◆ **Exercise prompt**
Check every line of the data for the word "ScheduleConfigError", and copy those that have it.

◆ **Records drawn from a dataset**
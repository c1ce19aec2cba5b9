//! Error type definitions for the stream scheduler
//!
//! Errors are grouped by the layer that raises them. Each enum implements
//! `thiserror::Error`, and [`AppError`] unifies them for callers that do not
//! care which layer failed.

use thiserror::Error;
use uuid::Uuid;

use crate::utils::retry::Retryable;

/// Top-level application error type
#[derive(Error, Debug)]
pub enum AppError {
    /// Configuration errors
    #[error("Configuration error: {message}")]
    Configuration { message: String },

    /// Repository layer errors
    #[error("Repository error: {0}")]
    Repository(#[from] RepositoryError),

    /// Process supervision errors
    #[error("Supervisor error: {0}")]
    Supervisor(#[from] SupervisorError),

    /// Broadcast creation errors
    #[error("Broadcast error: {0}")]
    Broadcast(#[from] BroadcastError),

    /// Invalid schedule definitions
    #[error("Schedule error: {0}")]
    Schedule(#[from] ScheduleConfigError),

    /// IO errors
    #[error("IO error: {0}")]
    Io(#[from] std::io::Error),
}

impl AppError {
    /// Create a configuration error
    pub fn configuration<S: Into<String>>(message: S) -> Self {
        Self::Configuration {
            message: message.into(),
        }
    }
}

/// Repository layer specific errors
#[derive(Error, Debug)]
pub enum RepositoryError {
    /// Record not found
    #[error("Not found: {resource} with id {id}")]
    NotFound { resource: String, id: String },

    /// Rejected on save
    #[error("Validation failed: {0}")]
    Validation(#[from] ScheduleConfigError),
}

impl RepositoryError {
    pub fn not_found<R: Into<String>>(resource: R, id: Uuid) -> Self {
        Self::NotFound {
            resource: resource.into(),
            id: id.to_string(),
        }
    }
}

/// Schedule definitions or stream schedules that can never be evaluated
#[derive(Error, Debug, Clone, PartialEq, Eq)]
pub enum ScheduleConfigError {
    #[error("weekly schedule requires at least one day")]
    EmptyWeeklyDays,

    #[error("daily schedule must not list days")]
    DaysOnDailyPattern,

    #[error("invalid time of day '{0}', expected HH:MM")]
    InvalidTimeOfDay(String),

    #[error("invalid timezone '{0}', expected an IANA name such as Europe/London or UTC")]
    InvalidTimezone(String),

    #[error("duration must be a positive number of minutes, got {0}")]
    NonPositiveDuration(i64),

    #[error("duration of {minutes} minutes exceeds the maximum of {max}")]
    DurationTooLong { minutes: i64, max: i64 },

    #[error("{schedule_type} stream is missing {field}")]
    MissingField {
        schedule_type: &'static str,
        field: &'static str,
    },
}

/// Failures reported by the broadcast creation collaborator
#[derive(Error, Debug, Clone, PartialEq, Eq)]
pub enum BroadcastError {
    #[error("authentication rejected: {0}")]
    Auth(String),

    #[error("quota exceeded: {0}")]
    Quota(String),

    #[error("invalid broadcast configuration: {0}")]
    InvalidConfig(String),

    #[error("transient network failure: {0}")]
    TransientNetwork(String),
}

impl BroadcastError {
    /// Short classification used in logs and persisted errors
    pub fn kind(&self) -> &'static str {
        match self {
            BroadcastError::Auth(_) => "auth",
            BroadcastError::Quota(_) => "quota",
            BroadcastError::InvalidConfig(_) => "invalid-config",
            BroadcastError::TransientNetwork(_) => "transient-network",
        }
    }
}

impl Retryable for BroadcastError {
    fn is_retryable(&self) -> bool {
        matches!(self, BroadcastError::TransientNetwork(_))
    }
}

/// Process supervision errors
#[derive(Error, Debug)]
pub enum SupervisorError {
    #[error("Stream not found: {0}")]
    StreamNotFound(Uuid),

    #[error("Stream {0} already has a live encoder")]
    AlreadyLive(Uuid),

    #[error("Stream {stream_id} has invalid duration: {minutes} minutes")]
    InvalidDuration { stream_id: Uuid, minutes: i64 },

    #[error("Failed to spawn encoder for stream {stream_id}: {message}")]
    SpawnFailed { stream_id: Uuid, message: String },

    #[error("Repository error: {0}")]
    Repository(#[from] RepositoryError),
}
--
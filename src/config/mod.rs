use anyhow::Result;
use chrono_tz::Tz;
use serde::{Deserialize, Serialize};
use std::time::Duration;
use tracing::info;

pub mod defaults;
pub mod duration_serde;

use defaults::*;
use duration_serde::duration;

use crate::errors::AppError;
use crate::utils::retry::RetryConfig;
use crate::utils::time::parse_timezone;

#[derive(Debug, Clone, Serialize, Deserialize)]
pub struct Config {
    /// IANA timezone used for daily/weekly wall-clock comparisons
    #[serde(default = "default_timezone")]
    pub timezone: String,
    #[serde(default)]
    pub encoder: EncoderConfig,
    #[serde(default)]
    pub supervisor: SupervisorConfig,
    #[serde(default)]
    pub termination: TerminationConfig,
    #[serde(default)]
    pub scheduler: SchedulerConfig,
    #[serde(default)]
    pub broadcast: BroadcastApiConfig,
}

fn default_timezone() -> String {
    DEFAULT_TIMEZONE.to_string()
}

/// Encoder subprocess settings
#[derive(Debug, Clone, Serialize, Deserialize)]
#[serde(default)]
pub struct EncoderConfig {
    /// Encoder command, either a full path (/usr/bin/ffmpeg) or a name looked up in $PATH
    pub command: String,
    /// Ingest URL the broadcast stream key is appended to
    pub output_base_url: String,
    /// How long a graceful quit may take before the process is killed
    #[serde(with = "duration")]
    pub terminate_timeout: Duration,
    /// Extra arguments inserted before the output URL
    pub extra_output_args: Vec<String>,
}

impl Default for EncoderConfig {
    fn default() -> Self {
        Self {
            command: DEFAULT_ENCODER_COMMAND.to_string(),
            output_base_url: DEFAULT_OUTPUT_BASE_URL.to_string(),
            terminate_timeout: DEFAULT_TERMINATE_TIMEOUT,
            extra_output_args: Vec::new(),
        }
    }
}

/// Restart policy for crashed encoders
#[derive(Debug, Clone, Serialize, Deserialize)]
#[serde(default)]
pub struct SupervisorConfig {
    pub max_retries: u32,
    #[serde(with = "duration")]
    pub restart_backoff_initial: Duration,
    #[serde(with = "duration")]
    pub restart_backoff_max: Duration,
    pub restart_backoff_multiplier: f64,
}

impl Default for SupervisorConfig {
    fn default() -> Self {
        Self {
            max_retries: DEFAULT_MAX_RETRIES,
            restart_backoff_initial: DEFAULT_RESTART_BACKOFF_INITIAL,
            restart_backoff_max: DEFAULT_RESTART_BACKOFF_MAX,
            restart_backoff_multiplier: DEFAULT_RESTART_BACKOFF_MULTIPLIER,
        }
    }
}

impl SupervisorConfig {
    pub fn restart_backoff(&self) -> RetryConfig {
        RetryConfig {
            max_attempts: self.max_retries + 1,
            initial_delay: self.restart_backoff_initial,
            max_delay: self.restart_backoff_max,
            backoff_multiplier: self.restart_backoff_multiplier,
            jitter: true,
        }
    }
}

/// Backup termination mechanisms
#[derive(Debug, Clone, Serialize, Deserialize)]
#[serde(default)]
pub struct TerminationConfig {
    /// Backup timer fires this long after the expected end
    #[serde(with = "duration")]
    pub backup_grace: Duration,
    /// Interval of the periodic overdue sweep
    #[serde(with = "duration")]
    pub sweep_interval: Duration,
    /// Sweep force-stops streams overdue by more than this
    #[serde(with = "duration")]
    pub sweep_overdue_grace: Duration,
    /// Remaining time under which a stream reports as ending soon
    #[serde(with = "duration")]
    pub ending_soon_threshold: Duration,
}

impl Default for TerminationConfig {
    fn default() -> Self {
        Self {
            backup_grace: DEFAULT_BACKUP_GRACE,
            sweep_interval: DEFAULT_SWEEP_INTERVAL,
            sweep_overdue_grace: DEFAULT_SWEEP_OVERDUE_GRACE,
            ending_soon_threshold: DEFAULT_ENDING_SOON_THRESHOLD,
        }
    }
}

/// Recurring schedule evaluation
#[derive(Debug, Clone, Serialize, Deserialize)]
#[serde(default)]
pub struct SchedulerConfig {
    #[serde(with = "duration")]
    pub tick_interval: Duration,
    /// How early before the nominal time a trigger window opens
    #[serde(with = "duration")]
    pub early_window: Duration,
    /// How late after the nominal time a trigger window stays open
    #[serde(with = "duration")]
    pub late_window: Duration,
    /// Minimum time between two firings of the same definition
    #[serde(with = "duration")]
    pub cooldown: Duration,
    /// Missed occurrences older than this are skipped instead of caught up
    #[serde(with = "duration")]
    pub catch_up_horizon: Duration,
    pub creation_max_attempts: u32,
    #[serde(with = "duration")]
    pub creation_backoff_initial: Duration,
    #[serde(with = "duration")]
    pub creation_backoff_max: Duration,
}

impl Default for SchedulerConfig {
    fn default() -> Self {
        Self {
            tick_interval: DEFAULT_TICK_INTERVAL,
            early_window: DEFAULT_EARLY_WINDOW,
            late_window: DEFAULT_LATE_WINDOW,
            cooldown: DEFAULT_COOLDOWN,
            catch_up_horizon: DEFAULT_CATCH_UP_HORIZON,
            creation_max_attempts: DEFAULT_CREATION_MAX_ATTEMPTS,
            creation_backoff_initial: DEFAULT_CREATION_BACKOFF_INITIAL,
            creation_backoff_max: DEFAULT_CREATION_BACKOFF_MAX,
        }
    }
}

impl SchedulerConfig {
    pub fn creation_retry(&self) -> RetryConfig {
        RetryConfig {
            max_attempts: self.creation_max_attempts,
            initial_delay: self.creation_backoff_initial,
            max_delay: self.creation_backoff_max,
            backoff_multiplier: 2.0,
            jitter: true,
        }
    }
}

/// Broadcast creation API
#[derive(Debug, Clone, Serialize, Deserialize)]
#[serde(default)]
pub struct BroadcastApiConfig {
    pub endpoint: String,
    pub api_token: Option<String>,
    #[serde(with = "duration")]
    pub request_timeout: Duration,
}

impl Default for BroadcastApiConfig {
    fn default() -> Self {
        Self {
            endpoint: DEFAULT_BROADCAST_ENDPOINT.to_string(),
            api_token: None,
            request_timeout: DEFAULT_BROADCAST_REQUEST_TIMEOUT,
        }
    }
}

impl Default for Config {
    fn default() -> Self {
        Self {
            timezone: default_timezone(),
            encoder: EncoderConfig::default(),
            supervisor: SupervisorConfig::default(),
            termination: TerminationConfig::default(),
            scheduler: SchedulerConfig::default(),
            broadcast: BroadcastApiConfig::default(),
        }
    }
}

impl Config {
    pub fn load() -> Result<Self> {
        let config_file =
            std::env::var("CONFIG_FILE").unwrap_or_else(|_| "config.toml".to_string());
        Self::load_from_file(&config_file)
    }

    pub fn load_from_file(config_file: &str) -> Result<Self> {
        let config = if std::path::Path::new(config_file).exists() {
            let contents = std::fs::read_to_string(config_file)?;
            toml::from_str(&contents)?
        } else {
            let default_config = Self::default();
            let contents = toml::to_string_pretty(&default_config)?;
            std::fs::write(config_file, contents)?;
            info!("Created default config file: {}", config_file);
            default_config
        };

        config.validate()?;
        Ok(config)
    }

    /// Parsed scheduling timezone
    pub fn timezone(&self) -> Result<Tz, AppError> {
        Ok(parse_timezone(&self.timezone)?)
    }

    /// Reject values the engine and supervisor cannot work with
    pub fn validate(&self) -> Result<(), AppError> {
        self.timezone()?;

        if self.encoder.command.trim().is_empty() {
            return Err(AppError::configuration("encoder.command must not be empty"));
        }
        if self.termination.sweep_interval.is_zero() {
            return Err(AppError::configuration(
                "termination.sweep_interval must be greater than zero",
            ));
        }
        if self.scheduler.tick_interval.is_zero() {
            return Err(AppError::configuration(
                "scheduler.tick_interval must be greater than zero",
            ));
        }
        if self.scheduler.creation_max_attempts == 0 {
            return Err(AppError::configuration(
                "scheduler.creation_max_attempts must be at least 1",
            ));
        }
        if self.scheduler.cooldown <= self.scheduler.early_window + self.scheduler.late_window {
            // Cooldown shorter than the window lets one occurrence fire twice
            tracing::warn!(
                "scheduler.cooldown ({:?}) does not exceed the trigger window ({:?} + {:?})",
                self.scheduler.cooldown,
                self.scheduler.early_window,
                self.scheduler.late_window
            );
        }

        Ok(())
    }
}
---
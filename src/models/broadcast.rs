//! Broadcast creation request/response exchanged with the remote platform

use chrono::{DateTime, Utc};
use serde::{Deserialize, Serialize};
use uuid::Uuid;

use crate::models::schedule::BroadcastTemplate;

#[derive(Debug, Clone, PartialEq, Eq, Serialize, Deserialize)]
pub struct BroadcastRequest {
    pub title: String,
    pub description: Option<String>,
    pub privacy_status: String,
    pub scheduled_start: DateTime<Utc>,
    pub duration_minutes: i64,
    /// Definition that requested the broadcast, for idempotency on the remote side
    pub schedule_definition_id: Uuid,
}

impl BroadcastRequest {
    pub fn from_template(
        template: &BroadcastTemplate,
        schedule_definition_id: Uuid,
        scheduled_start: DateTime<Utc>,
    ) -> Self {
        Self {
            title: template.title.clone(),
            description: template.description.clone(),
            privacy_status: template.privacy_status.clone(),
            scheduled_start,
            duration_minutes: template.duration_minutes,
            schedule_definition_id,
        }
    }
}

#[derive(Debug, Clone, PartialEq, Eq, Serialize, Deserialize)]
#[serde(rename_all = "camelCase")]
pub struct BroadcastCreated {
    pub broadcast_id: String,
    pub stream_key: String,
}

◆ **Result of this exercise**
    Schedule(#[from] ScheduleConfigError),
    Validation(#[from] ScheduleConfigError),
pub enum ScheduleConfigError {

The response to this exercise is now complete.